Phase 1. Immediately after strenuous activity. This leads to recovery to baseline. This corresponds to the phase of low performance. Repeated exertion during this period cultivates endurance.

Phase 2. Recovery increases, super-recovery occurs. It corresponds to high working capacity. Repeated loads in this phase increase training.

Phase. 3.Recovery to the initial level. Repeated loads in this phase are ineffective. They maintain a state of fitness.

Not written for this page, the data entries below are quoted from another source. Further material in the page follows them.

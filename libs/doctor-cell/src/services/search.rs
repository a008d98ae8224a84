// libs/doctor-cell/src/services/search.rs
use tracing::debug;

use shared_config::AppConfig;

use crate::models::{DoctorRecord, Pagination, SearchCriteria, SearchPage};
use crate::services::matching::{normalize_text, NameMatcher};
use crate::services::roster::{DoctorRoster, RosterEntry};

pub struct DoctorSearchService<'a> {
    roster: &'a DoctorRoster,
    matcher: NameMatcher,
    required_practice_mode: Option<String>,
}

impl<'a> DoctorSearchService<'a> {
    pub fn new(roster: &'a DoctorRoster, config: &AppConfig) -> Self {
        Self {
            roster,
            matcher: NameMatcher::new(config.fuzzy_threshold),
            required_practice_mode: config
                .required_practice_mode
                .as_deref()
                .map(normalize_text)
                .filter(|mode| !mode.is_empty()),
        }
    }

    /// Ranked, paginated search.
    ///
    /// With a name criterion candidates are ordered by descending score; equal
    /// scores keep roster order. Without one, roster order is kept as is.
    pub fn search(&self, criteria: &SearchCriteria, pagination: Pagination) -> SearchPage {
        let mut candidates: Vec<(&DoctorRecord, u8)> = self
            .roster
            .entries()
            .iter()
            .filter_map(|entry| self.evaluate(entry, criteria).map(|score| (&entry.record, score)))
            .collect();

        if criteria.name.is_some() {
            // stable: ties stay in load order
            candidates.sort_by(|a, b| b.1.cmp(&a.1));
        }

        let total = candidates.len();
        let doctors: Vec<DoctorRecord> = candidates
            .into_iter()
            .skip(pagination.offset())
            .take(pagination.size)
            .map(|(record, _)| record.clone())
            .collect();

        debug!(
            "Search matched {} of {} records, returning {} on page {}",
            total,
            self.roster.len(),
            doctors.len(),
            pagination.page
        );

        SearchPage { doctors, total }
    }

    /// True when at least one record satisfies every provided criterion.
    /// With no criteria at all this is true iff some record passes the
    /// required practice mode, i.e. iff the roster is non-empty when no
    /// mode is configured.
    pub fn exists(&self, criteria: &SearchCriteria) -> bool {
        self.roster
            .entries()
            .iter()
            .any(|entry| self.evaluate(entry, criteria).is_some())
    }

    /// `None` when the entry is filtered out, otherwise its name score
    /// (100 when no name was asked for).
    fn evaluate(&self, entry: &RosterEntry, criteria: &SearchCriteria) -> Option<u8> {
        if let Some(mode) = &self.required_practice_mode {
            if !entry.practice_mode_key.contains(mode.as_str()) {
                return None;
            }
        }

        if let Some(specialty) = &criteria.specialty {
            if !entry.specialty_key.contains(specialty.as_str()) {
                return None;
            }
        }

        if let Some(governorate) = &criteria.governorate {
            if !entry.governorate_key.contains(governorate.as_str()) {
                return None;
            }
        }

        match &criteria.name {
            Some(name) => self.matcher.score(name, &entry.name_key),
            None => Some(100),
        }
    }
}
pub mod error;
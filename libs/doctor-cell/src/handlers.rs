use axum::{
    extract::{rejection::QueryRejection, Query, State},
    Json,
};
use tracing::{debug, info, warn};

use shared_utils::extractor::JsonBody;

use crate::models::{
    DoctorQuery, DoctorSearchResponse, Pagination, PaginationParams, SearchCriteria,
    ServiceStatus, VerificationResponse,
};
use crate::router::DoctorCellState;
use crate::services::search::DoctorSearchService;

const NO_DATA_MESSAGE: &str = "No doctor data loaded on server";

// ==============================================================================
// PUBLIC SEARCH HANDLERS
// ==============================================================================

/// `POST /search/doctorsList`: ranked, paginated roster search.
#[axum::debug_handler]
pub async fn search_doctors_list(
    State(state): State<DoctorCellState>,
    params: Result<Query<PaginationParams>, QueryRejection>,
    JsonBody(query): JsonBody<DoctorQuery>,
) -> Json<DoctorSearchResponse> {
    // a malformed query string only loses its pagination hints
    let params = params.map(|Query(params)| params).unwrap_or_else(|rejection| {
        warn!("Ignoring malformed query string: {}", rejection.body_text());
        PaginationParams::default()
    });
    let pagination = Pagination::resolve(
        query.page.or_else(|| params.page()),
        query.size.or_else(|| params.size()),
        &state.config,
    );
    let criteria = SearchCriteria::from(&query);

    debug!(
        "Search criteria - name: {:?}, specialty: {:?}, governorate: {:?}, page: {}, size: {}",
        criteria.name, criteria.specialty, criteria.governorate, pagination.page, pagination.size
    );

    let page = DoctorSearchService::new(&state.roster, &state.config).search(&criteria, pagination);
    let total_pages = pagination.total_pages(page.total);

    info!(
        "Found {} matching doctors, returning page {}/{} ({} items)",
        page.total,
        pagination.page,
        total_pages,
        page.doctors.len()
    );

    Json(DoctorSearchResponse {
        doctors: page.doctors,
        current_page: pagination.page,
        page_size: pagination.size,
        total_items: page.total,
        total_pages,
        message: state.roster.is_empty().then(|| NO_DATA_MESSAGE.to_string()),
    })
}

/// `POST /search/doctors`: does any doctor satisfy the criteria?
#[axum::debug_handler]
pub async fn verify_doctor(
    State(state): State<DoctorCellState>,
    JsonBody(query): JsonBody<DoctorQuery>,
) -> Json<VerificationResponse> {
    if state.roster.is_empty() {
        info!("Verification requested but the roster is empty");
        return Json(VerificationResponse {
            result: false,
            reason: Some(NO_DATA_MESSAGE.to_string()),
        });
    }

    let criteria = SearchCriteria::from(&query);
    debug!(
        "Verification criteria - name: {:?}, specialty: {:?}, governorate: {:?}",
        criteria.name, criteria.specialty, criteria.governorate
    );

    let result = DoctorSearchService::new(&state.roster, &state.config).exists(&criteria);
    info!("Verification result: {}", result);

    Json(VerificationResponse { result, reason: None })
}

/// `GET /`: liveness plus roster size.
#[axum::debug_handler]
pub async fn service_status(State(state): State<DoctorCellState>) -> Json<ServiceStatus> {
    Json(ServiceStatus {
        message: "Doctor Search API is running.".to_string(),
        status: "OK".to_string(),
        data_loaded: !state.roster.is_empty(),
        record_count: state.roster.len(),
    })
}
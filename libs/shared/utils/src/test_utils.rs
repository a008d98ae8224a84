use std::io::Write;
use std::sync::Arc;

use serde_json::json;
use tempfile::NamedTempFile;

use shared_config::AppConfig;

pub const CSV_HEADER: [&str; 6] = [
    "Nom & Prénom",
    "Spécialité",
    "Mode Exercice",
    "Adresse Professionnelle",
    "Téléphone",
    "Governorate",
];

pub const PRIVATE_PRACTICE: &str = "Médecin de Libre Pratique";

pub struct TestConfig {
    pub doctors_csv_path: String,
    pub fuzzy_threshold: u8,
    pub default_page_size: usize,
    pub max_page_size: usize,
    pub required_practice_mode: Option<String>,
}

impl Default for TestConfig {
    fn default() -> Self {
        Self {
            doctors_csv_path: "test_docs.csv".to_string(),
            fuzzy_threshold: 60,
            default_page_size: 20,
            max_page_size: 100,
            required_practice_mode: None,
        }
    }
}

impl TestConfig {
    pub fn with_threshold(mut self, threshold: u8) -> Self {
        self.fuzzy_threshold = threshold;
        self
    }

    pub fn with_required_practice_mode(mut self, mode: &str) -> Self {
        self.required_practice_mode = Some(mode.to_string());
        self
    }

    pub fn to_app_config(&self) -> AppConfig {
        AppConfig {
            doctors_csv_path: self.doctors_csv_path.clone(),
            host: "127.0.0.1".to_string(),
            port: 0,
            fuzzy_threshold: self.fuzzy_threshold,
            default_page_size: self.default_page_size,
            max_page_size: self.max_page_size,
            required_practice_mode: self.required_practice_mode.clone(),
        }
    }

    pub fn to_arc(&self) -> Arc<AppConfig> {
        Arc::new(self.to_app_config())
    }
}

/// One roster row, in CSV column order.
#[derive(Debug, Clone)]
pub struct TestDoctor {
    pub full_name: String,
    pub specialty: String,
    pub practice_mode: String,
    pub professional_address: String,
    pub phone: String,
    pub governorate: String,
}

impl TestDoctor {
    pub fn new(full_name: &str, specialty: &str, governorate: &str) -> Self {
        Self {
            full_name: full_name.to_string(),
            specialty: specialty.to_string(),
            practice_mode: PRIVATE_PRACTICE.to_string(),
            professional_address: format!("Avenue Habib Bourguiba, {}", governorate),
            phone: "71 000 000".to_string(),
            governorate: governorate.to_string(),
        }
    }

    pub fn with_practice_mode(mut self, mode: &str) -> Self {
        self.practice_mode = mode.to_string();
        self
    }

    pub fn row(&self) -> [&str; 6] {
        [
            self.full_name.as_str(),
            self.specialty.as_str(),
            self.practice_mode.as_str(),
            self.professional_address.as_str(),
            self.phone.as_str(),
            self.governorate.as_str(),
        ]
    }

    pub fn to_json(&self) -> serde_json::Value {
        json!({
            "full_name": self.full_name,
            "specialty": self.specialty,
            "practice_mode": self.practice_mode,
            "professional_address": self.professional_address,
            "phone": self.phone,
            "governorate": self.governorate
        })
    }
}

#[derive(Debug, Clone, Default)]
pub struct RosterFixture {
    pub doctors: Vec<TestDoctor>,
}

impl RosterFixture {
    pub fn new(doctors: Vec<TestDoctor>) -> Self {
        Self { doctors }
    }

    /// "Ali Ben Salah", Cardiology, Tunis.
    pub fn single() -> Self {
        Self::new(vec![TestDoctor::new("Ali Ben Salah", "Cardiology", "Tunis")])
    }

    /// `count` cardiologists named "Doctor 1".."Doctor N", all in Sfax.
    pub fn cardiologists(count: usize) -> Self {
        Self::new(
            (1..=count)
                .map(|i| TestDoctor::new(&format!("Doctor {}", i), "Cardiology", "Sfax"))
                .collect(),
        )
    }

    pub fn mixed() -> Self {
        Self::new(vec![
            TestDoctor::new("Ali Ben Salah", "Cardiology", "Tunis"),
            TestDoctor::new("Jean Dupont", "Dermatologie", "Sousse"),
            TestDoctor::new("Héla Trabelsi", "Pédiatrie", "Sfax"),
            TestDoctor::new("Mohamed Ali Gharbi", "Cardiologie Interventionnelle", "Tunis"),
            TestDoctor::new("Salah Ben Ali", "Médecine Générale", "Ariana")
                .with_practice_mode("Médecin Hospitalier"),
            TestDoctor::new("Sonia Mejri", "Dermatologie", "Tunis"),
        ])
    }

    pub fn push(mut self, doctor: TestDoctor) -> Self {
        self.doctors.push(doctor);
        self
    }

    /// Serializes the roster with a header row, as the service expects on disk.
    pub fn to_csv(&self) -> String {
        let mut writer = csv::Writer::from_writer(Vec::new());
        writer
            .write_record(CSV_HEADER)
            .expect("writing to memory cannot fail");
        for doctor in &self.doctors {
            writer
                .write_record(doctor.row())
                .expect("writing to memory cannot fail");
        }
        let bytes = writer.into_inner().expect("flushing to memory cannot fail");
        String::from_utf8(bytes).expect("roster fixture is valid UTF-8")
    }

    pub fn write_csv(&self) -> NamedTempFile {
        write_roster_csv(&self.to_csv())
    }
}

pub fn write_roster_csv(contents: &str) -> NamedTempFile {
    let mut file = NamedTempFile::new().expect("Failed to create temp roster file");
    file.write_all(contents.as_bytes())
        .expect("Failed to write temp roster file");
    file.flush().expect("Failed to flush temp roster file");
    file
}
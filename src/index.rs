//! Layer boundary detection and the resulting index.
//!
//! A layer starts whenever a G0/G1 move carries a Z value different from
//! the last committed one. Comparison is exact `f32` equality, no epsilon:
//! two encodings that print the same but differ in the least bit count as a
//! layer change. That fragility is pinned by a test rather than papered
//! over.

use serde::Serialize;

use crate::decoder::{ArgLetter, CommandDecoder};
use crate::error::ArgError;

/// One layer boundary: its ordinal and the file offset of the first byte of
/// the line that introduced it.
#[derive(Debug, Clone, Copy, PartialEq, Eq, Serialize)]
pub struct LayerEntry {
    pub ordinal: u32,
    pub offset: u64,
}

/// Append-only ordered sequence of layer boundaries.
///
/// The root entry (ordinal 0, offset 0) represents the pre-print state and
/// is always present, even when no layer change is ever detected. Ordinals
/// equal positions in the sequence, so neighbor lookups are index
/// arithmetic rather than pointer chasing.
#[derive(Debug, Clone, PartialEq, Eq, Serialize)]
pub struct LayerIndex {
    entries: Vec<LayerEntry>,
}

impl Default for LayerIndex {
    fn default() -> Self {
        Self::new()
    }
}

impl LayerIndex {
    /// An index holding only the root sentinel.
    pub fn new() -> Self {
        Self {
            entries: vec![LayerEntry {
                ordinal: 0,
                offset: 0,
            }],
        }
    }

    /// Number of entries, root sentinel included. Always at least 1.
    pub fn len(&self) -> usize {
        self.entries.len()
    }

    /// True when only the root sentinel is present.
    pub fn is_empty(&self) -> bool {
        self.entries.len() == 1
    }

    pub fn entries(&self) -> &[LayerEntry] {
        &self.entries
    }

    /// Look up a layer by ordinal.
    pub fn get(&self, ordinal: u32) -> Option<&LayerEntry> {
        self.entries.get(ordinal as usize)
    }

    /// The most recently appended entry (the root if none was).
    pub fn last(&self) -> &LayerEntry {
        self.entries.last().expect("root sentinel is always present")
    }

    fn push(&mut self, offset: u64) {
        let ordinal = self.entries.len() as u32;
        self.entries.push(LayerEntry { ordinal, offset });
    }
}

/// Stateful detector fed with decoded move commands during one pass.
pub struct LayerIndexer {
    index: LayerIndex,
    /// Last committed Z. `None` until the first Z is seen, so the first
    /// comparison always registers a change.
    last_z: Option<f32>,
}

impl Default for LayerIndexer {
    fn default() -> Self {
        Self::new()
    }
}

impl LayerIndexer {
    pub fn new() -> Self {
        Self {
            index: LayerIndex::new(),
            last_z: None,
        }
    }

    /// Inspect a decoded G0/G1 command. `line_offset` must be the offset of
    /// the line's first byte, captured before the line was parsed.
    pub fn observe_move(
        &mut self,
        decoder: &mut CommandDecoder,
        line_offset: u64,
    ) -> Result<(), ArgError> {
        if let Some(z) = decoder.arg_opt(ArgLetter::Z)? {
            if self.last_z != Some(z) {
                self.index.push(line_offset);
                self.last_z = Some(z);
            }
        }
        Ok(())
    }

    /// Hand out the finished index.
    pub fn into_index(self) -> LayerIndex {
        self.index
    }

    pub fn index(&self) -> &LayerIndex {
        &self.index
    }
}

#[cfg(test)]
mod tests {
    use super::*;

    fn feed(indexer: &mut LayerIndexer, line: &[u8], offset: u64) {
        let mut d = CommandDecoder::new();
        d.set_line(line).expect("decode");
        indexer.observe_move(&mut d, offset).expect("observe");
    }

    #[test]
    fn root_sentinel_is_always_present() {
        let index = LayerIndexer::new().into_index();
        assert_eq!(index.len(), 1);
        assert_eq!(index.get(0), Some(&LayerEntry { ordinal: 0, offset: 0 }));
        assert!(index.is_empty());
    }

    #[test]
    fn first_z_starts_a_layer() {
        let mut ix = LayerIndexer::new();
        feed(&mut ix, b"G1 X10 Y10 Z0.2 F1500", 0);
        let index = ix.into_index();
        assert_eq!(index.len(), 2);
        assert_eq!(index.get(1), Some(&LayerEntry { ordinal: 1, offset: 0 }));
    }

    #[test]
    fn repeated_z_is_idempotent() {
        let mut ix = LayerIndexer::new();
        feed(&mut ix, b"G1 X10 Z0.2", 0);
        feed(&mut ix, b"G1 X12 Z0.2", 12);
        assert_eq!(ix.index().len(), 2);
    }

    #[test]
    fn moves_without_z_do_not_open_layers() {
        let mut ix = LayerIndexer::new();
        feed(&mut ix, b"G1 X10 Y10 Z0.2", 0);
        feed(&mut ix, b"G1 X12 Y10", 16);
        feed(&mut ix, b"G1 X12 Y12 Z0.4", 27);
        let index = ix.into_index();
        assert_eq!(index.len(), 3);
        assert_eq!(index.get(1).unwrap().offset, 0);
        assert_eq!(index.get(2).unwrap().offset, 27);
    }

    #[test]
    fn ordinals_and_offsets_strictly_increase() {
        let mut ix = LayerIndexer::new();
        for (i, z) in [b"G1 Z0.2", b"G1 Z0.4", b"G1 Z0.6"].iter().enumerate() {
            feed(&mut ix, *z, (i as u64 + 1) * 100);
        }
        let index = ix.into_index();
        for pair in index.entries().windows(2) {
            assert_eq!(pair[1].ordinal, pair[0].ordinal + 1);
            assert!(pair[1].offset > pair[0].offset);
        }
    }

    #[test]
    fn z_comparison_is_exact_not_tolerant() {
        // Z1.0000001 scans to the f32 one ulp above 1.0, so a nominally
        // identical height opens a second layer. Pinned, not endorsed.
        let mut ix = LayerIndexer::new();
        feed(&mut ix, b"G1 Z1", 0);
        feed(&mut ix, b"G1 Z1.0000001", 50);
        assert_eq!(ix.index().len(), 3);
    }

    #[test]
    fn z_values_beyond_f32_precision_collapse() {
        // the flip side of exact comparison: textually distinct heights
        // that round to the same f32 never open a second layer
        let mut ix = LayerIndexer::new();
        feed(&mut ix, b"G1 Z16777216", 0);
        feed(&mut ix, b"G1 Z16777217", 80);
        assert_eq!(ix.index().len(), 2);
    }
}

4.Selectivity of recovery. The different nature of human activity selectively affects the functions of the organism. Therefore, the recovery processes of body functions are also selective.

5.Trainability. Restorative processes cultivate trainability. During the adaptation of the organism to the load, restorative processes increase, their efficiency increases. In untrained people the recovery period is long, and the phase of superrecovery is poorly expressed. In highly skilled athletes, the recovery period is short. Supercompensation is strongly expressed.